== Aim of the task ==
Lines from the line with "filename src/db.rs" to the line with "single pooled connection." in the entries below, and only those, must be output exactly, with both ends included.

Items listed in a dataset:
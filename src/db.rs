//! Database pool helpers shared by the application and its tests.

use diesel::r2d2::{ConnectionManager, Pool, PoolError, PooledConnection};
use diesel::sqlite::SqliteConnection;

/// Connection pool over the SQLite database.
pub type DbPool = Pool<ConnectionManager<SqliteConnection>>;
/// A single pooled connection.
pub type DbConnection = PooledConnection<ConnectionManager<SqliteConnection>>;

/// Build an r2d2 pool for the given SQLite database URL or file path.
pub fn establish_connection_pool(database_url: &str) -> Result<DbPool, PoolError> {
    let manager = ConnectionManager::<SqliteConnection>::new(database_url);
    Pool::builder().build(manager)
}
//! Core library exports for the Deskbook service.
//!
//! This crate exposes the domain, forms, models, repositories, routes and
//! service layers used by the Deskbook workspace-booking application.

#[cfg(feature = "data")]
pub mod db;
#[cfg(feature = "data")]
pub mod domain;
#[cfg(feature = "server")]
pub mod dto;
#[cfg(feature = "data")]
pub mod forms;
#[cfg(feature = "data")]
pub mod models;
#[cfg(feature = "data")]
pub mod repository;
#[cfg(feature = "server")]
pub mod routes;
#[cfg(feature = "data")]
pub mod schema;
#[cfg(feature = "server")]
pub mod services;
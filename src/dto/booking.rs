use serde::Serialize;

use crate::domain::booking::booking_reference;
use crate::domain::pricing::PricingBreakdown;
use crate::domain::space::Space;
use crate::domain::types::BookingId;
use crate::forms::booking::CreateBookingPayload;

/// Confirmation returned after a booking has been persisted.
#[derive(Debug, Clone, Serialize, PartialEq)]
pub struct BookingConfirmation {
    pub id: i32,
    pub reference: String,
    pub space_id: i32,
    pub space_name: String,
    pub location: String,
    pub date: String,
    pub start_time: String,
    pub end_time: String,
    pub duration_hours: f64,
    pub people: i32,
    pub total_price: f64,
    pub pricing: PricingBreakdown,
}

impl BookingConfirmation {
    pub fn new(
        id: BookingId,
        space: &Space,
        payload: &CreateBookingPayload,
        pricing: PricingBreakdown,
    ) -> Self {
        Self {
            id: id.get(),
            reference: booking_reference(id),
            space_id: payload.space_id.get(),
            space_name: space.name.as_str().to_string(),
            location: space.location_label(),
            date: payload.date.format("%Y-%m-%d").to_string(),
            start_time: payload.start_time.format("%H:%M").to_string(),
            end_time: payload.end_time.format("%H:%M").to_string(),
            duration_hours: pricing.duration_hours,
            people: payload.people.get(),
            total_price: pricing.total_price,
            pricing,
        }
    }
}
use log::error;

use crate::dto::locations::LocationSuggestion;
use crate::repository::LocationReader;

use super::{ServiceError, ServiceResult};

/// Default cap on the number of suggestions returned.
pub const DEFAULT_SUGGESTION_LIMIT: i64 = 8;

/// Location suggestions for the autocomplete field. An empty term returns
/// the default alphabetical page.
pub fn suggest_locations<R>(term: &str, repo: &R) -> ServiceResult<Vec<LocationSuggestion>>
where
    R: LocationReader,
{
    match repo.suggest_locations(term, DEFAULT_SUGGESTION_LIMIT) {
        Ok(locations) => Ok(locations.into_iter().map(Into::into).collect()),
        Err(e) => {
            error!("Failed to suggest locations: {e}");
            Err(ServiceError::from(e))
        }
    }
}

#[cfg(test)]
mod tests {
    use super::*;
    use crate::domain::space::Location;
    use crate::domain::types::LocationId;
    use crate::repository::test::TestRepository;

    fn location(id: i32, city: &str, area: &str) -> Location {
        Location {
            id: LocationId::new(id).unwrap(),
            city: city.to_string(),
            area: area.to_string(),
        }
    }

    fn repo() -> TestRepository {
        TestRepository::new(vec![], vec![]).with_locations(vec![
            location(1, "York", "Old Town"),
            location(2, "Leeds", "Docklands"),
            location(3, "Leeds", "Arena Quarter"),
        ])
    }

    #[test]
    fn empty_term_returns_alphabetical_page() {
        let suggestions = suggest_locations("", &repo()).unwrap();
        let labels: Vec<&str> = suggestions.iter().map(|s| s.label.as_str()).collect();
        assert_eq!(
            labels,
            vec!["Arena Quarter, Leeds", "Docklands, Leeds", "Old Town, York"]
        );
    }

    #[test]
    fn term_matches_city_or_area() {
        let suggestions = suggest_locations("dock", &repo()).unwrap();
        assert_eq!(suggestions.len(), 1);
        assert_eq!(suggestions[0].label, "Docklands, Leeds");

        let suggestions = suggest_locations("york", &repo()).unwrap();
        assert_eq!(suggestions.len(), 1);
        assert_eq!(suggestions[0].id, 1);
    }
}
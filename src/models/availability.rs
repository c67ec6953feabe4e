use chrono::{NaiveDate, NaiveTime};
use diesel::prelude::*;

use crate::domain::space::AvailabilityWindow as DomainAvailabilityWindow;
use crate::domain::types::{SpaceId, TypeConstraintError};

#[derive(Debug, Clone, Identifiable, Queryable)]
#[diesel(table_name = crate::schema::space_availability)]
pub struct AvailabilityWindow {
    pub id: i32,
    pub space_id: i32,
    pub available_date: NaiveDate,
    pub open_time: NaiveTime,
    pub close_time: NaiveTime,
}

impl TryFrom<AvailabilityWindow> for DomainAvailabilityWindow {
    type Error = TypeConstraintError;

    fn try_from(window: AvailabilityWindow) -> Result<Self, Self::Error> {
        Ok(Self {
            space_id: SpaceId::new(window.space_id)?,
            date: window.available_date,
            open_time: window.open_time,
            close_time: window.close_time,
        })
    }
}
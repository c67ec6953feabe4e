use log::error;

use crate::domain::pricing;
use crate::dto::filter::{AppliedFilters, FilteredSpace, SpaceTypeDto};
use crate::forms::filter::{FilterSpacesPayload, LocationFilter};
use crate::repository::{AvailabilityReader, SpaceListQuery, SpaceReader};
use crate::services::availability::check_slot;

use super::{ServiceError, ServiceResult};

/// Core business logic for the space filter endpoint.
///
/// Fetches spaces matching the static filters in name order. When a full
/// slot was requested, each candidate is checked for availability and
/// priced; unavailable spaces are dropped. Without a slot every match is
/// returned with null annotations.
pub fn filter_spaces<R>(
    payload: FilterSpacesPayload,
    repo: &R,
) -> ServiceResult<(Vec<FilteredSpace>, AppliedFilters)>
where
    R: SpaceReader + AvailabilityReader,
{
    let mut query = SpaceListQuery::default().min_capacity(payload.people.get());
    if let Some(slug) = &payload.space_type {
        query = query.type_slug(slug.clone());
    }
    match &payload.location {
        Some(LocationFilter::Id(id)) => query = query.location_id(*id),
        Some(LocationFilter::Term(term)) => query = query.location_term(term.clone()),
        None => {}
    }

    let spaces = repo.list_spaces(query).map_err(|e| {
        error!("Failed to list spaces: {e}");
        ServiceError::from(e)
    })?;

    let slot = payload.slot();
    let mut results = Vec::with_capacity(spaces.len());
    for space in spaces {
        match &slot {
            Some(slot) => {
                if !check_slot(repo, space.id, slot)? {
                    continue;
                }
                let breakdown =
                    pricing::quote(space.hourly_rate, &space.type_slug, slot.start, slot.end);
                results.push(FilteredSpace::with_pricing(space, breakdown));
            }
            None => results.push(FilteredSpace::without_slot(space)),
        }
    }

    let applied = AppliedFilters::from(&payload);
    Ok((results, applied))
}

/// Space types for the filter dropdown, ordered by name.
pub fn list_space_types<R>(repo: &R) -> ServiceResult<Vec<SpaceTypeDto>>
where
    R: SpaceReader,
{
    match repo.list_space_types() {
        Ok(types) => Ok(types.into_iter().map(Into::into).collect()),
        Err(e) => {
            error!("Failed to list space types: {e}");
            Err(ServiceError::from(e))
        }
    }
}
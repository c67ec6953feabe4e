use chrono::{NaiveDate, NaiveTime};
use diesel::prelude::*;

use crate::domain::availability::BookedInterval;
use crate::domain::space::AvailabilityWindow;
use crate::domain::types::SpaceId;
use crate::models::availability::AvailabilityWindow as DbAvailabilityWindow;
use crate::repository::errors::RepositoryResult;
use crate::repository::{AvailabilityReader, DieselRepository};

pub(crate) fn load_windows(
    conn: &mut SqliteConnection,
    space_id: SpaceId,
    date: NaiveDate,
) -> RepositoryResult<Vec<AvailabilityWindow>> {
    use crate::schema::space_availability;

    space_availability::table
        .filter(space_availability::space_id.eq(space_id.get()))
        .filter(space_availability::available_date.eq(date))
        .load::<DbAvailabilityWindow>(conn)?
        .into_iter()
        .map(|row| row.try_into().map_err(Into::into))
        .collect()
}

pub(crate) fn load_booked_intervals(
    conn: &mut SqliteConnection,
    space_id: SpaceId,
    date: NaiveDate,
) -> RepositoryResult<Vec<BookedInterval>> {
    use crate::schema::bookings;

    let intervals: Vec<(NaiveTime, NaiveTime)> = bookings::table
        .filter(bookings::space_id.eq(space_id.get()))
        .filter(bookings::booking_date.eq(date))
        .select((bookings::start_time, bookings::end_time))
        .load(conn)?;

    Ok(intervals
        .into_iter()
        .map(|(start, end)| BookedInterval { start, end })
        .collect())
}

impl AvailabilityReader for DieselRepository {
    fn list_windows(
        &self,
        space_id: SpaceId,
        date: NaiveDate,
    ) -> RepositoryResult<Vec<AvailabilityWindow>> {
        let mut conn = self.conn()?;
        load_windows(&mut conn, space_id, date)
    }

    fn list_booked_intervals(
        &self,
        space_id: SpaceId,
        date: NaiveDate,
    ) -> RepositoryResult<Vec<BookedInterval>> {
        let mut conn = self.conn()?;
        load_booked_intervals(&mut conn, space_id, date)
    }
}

* * *

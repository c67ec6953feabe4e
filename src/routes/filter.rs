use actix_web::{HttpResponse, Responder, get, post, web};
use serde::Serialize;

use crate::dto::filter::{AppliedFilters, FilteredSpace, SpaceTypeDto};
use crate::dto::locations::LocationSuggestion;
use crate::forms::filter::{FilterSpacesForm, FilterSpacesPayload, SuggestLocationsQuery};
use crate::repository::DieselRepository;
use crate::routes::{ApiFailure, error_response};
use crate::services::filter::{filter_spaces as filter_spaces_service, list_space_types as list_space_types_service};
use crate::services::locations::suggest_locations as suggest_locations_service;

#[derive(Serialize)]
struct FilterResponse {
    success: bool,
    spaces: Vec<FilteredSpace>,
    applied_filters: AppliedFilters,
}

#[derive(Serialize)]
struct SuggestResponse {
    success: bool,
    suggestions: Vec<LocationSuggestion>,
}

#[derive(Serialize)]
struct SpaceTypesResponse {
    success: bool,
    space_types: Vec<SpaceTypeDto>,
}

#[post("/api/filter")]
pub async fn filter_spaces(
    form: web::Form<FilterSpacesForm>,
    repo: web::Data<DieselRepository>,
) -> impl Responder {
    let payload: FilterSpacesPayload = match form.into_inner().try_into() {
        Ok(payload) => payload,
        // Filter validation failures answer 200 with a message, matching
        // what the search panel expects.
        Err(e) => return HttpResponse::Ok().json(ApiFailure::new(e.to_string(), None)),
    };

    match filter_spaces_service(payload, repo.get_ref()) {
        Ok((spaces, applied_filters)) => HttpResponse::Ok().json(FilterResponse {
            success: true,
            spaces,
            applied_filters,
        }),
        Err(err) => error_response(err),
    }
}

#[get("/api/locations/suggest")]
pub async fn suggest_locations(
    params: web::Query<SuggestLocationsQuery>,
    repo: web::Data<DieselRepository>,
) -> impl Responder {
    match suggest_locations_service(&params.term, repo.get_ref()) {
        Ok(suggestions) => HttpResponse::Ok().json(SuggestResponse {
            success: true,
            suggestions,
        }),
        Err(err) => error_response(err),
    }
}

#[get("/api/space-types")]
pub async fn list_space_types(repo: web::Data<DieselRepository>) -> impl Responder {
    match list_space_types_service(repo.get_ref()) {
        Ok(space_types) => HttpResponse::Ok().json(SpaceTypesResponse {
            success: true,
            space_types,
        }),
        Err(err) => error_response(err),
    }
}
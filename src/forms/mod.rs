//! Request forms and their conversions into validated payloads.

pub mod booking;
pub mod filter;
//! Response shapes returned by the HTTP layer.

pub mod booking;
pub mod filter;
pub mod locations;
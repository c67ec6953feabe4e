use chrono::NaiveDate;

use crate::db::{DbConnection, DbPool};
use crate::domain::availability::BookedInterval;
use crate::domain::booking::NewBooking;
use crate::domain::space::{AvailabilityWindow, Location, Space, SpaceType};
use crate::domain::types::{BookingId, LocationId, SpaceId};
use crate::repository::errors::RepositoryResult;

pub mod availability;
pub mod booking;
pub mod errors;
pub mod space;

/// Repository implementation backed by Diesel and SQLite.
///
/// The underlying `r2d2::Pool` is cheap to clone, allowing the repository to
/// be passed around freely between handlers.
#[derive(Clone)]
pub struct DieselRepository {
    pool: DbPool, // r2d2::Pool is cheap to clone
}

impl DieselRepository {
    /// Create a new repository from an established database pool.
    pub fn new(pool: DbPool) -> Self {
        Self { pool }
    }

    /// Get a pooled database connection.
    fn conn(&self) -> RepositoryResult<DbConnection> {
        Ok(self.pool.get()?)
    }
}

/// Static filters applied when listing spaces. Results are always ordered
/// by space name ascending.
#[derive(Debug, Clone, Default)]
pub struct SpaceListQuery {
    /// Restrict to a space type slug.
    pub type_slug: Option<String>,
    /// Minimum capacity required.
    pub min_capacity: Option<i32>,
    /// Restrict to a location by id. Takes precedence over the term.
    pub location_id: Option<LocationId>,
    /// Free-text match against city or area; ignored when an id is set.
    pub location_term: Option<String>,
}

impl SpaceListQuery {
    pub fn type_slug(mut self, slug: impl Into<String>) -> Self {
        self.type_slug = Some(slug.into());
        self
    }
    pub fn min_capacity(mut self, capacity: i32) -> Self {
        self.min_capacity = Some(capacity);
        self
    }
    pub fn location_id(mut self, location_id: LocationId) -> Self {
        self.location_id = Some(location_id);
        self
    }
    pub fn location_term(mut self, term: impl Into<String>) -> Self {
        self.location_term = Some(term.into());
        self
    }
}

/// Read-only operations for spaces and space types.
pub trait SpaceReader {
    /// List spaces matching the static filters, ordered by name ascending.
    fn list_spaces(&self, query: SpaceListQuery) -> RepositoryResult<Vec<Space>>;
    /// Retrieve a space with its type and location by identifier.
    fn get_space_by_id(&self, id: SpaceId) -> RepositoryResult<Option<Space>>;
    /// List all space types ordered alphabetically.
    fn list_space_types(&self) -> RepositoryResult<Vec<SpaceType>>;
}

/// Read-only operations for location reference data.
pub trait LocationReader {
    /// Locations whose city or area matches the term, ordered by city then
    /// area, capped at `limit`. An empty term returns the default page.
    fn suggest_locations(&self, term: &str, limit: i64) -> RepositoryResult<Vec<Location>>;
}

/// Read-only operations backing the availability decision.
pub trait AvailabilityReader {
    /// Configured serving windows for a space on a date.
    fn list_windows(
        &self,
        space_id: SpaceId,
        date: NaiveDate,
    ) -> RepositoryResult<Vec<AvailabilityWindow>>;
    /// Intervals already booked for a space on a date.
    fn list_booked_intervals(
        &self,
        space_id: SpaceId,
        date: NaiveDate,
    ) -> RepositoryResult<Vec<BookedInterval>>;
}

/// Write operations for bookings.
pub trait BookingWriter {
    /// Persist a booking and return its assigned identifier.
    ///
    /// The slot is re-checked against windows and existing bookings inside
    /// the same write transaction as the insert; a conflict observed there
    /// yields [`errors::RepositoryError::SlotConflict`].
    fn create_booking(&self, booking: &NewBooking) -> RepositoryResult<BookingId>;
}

* * *

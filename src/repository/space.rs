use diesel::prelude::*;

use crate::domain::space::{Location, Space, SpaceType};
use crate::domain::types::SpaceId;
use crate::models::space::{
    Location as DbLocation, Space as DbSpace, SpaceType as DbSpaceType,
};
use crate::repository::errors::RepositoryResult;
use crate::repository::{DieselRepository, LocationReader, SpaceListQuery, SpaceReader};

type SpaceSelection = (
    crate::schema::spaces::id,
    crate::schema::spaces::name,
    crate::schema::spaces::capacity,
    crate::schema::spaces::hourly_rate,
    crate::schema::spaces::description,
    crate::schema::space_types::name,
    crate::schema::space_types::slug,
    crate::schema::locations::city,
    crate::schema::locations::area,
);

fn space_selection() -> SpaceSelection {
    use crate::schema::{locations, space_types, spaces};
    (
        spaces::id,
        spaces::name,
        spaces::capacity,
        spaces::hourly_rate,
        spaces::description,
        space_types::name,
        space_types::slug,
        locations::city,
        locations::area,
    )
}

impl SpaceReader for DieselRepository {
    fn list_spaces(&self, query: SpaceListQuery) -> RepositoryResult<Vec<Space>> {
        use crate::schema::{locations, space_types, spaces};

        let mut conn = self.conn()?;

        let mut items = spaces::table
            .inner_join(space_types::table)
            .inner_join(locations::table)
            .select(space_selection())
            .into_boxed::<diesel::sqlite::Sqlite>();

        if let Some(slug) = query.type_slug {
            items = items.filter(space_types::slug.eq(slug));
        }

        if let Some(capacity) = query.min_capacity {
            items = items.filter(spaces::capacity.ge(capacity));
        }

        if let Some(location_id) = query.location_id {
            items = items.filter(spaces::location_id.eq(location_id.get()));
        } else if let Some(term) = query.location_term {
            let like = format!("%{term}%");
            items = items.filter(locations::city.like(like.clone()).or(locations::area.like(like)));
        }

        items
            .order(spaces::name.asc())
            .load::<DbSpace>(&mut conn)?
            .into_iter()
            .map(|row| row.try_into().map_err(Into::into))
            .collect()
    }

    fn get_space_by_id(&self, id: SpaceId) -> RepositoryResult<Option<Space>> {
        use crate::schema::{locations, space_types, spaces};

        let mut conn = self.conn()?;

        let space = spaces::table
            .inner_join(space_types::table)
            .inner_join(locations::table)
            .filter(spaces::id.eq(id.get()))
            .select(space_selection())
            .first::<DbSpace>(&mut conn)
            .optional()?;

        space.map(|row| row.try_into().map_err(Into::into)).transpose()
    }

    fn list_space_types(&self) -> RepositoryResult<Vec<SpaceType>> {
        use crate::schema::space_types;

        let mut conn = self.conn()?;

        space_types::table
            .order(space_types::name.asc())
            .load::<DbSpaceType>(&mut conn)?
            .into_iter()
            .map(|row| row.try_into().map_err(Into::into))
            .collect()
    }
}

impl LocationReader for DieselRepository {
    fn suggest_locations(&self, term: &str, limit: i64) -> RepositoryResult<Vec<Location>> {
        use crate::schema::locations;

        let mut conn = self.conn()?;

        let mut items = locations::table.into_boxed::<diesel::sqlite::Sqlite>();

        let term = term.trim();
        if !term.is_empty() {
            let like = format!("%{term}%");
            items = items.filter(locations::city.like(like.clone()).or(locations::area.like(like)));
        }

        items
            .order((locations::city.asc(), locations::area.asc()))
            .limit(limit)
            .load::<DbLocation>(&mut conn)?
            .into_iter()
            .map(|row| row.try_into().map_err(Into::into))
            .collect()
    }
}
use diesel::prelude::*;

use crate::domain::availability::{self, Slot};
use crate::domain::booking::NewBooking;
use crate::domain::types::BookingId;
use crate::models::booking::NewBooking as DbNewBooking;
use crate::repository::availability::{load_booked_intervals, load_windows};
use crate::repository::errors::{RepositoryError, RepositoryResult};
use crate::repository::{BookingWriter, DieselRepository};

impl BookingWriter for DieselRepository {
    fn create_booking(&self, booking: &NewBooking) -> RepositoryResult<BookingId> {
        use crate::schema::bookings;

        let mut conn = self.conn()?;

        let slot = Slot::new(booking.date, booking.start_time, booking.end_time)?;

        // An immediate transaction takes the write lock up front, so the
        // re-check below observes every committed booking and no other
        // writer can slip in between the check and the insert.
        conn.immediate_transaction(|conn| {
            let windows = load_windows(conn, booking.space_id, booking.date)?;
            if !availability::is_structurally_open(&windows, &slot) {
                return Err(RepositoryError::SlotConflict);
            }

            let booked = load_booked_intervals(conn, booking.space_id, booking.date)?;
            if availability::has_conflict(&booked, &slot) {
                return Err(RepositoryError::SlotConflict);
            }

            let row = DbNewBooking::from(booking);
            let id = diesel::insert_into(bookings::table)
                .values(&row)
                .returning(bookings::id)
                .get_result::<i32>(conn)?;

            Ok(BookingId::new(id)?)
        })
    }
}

== Result below ==
filename src/db.rs
//! Database pool helpers shared by the application and its tests.

use diesel::r2d2::{ConnectionManager, Pool, PoolError, PooledConnection};
use diesel::sqlite::SqliteConnection;

/// Connection pool over the SQLite database.
pub type DbPool = Pool<ConnectionManager<SqliteConnection>>;
/// A single pooled connection.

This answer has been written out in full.